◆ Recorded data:
= Beginning of Section =
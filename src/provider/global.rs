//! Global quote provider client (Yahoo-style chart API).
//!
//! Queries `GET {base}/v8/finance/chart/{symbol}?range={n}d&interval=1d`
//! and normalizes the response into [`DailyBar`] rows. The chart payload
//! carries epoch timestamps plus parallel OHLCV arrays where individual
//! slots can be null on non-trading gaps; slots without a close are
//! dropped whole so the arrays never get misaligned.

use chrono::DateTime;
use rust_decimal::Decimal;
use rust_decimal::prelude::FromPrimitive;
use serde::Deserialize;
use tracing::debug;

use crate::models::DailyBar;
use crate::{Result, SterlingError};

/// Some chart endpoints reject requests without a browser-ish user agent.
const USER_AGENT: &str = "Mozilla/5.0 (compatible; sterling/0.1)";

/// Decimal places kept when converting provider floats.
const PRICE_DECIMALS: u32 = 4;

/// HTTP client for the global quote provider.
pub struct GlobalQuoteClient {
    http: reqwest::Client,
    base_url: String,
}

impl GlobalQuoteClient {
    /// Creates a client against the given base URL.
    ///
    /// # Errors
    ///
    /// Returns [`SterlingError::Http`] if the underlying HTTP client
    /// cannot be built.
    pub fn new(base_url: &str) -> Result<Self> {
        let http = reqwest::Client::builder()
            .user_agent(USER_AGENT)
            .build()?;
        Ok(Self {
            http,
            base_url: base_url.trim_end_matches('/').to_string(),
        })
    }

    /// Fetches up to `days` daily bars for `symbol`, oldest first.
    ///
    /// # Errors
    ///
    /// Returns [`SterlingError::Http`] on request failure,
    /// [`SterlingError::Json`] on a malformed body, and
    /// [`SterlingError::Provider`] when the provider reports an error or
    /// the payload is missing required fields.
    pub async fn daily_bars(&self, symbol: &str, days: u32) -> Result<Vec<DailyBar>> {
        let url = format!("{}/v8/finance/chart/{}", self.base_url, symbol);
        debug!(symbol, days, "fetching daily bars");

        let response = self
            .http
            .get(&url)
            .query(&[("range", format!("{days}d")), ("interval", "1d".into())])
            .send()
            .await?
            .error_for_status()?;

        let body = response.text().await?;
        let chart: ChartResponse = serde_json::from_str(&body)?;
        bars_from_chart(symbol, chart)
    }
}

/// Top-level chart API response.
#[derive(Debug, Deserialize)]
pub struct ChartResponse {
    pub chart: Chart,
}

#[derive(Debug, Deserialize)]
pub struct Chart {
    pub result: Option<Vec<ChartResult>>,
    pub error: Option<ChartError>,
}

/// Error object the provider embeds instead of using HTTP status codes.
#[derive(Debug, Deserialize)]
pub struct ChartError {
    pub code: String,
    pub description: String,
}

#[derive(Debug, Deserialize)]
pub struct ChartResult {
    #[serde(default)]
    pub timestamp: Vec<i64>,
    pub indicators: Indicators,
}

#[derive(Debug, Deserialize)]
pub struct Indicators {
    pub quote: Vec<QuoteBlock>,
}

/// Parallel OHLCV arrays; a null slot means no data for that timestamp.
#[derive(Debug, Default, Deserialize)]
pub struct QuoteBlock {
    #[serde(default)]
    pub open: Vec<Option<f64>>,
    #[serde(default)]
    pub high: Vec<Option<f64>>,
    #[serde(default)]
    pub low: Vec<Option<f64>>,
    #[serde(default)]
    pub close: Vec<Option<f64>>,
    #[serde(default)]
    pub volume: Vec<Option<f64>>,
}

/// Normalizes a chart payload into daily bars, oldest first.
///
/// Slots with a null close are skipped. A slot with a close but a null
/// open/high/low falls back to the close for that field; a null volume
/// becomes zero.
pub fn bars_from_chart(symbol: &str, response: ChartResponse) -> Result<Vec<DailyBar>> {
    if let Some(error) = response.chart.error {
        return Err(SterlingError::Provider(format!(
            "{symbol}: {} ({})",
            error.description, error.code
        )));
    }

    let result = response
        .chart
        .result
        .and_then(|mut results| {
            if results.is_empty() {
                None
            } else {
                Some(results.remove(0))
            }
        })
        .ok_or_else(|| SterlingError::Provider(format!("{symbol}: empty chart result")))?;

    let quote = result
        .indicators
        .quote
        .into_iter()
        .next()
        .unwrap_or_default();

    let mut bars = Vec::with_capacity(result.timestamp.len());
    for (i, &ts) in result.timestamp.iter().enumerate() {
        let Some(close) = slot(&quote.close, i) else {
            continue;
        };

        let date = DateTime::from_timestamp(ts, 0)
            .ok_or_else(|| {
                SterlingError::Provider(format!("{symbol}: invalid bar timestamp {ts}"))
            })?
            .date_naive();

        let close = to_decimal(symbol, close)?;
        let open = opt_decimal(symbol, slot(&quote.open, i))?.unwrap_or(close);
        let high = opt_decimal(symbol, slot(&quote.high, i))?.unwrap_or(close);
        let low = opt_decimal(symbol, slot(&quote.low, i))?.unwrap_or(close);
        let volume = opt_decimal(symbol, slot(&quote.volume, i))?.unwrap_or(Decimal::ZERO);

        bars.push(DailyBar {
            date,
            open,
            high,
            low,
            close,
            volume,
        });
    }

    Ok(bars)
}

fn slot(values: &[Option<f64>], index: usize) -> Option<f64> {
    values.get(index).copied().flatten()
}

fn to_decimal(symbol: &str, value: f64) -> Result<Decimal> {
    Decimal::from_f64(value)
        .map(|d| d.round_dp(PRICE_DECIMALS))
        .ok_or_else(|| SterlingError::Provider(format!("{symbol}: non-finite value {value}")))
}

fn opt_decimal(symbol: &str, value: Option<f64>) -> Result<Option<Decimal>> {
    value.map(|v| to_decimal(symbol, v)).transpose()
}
= End of Section =
◆ Task requirements: Count lines above with the word "without". Give the number only.

◆ Expected answer: 2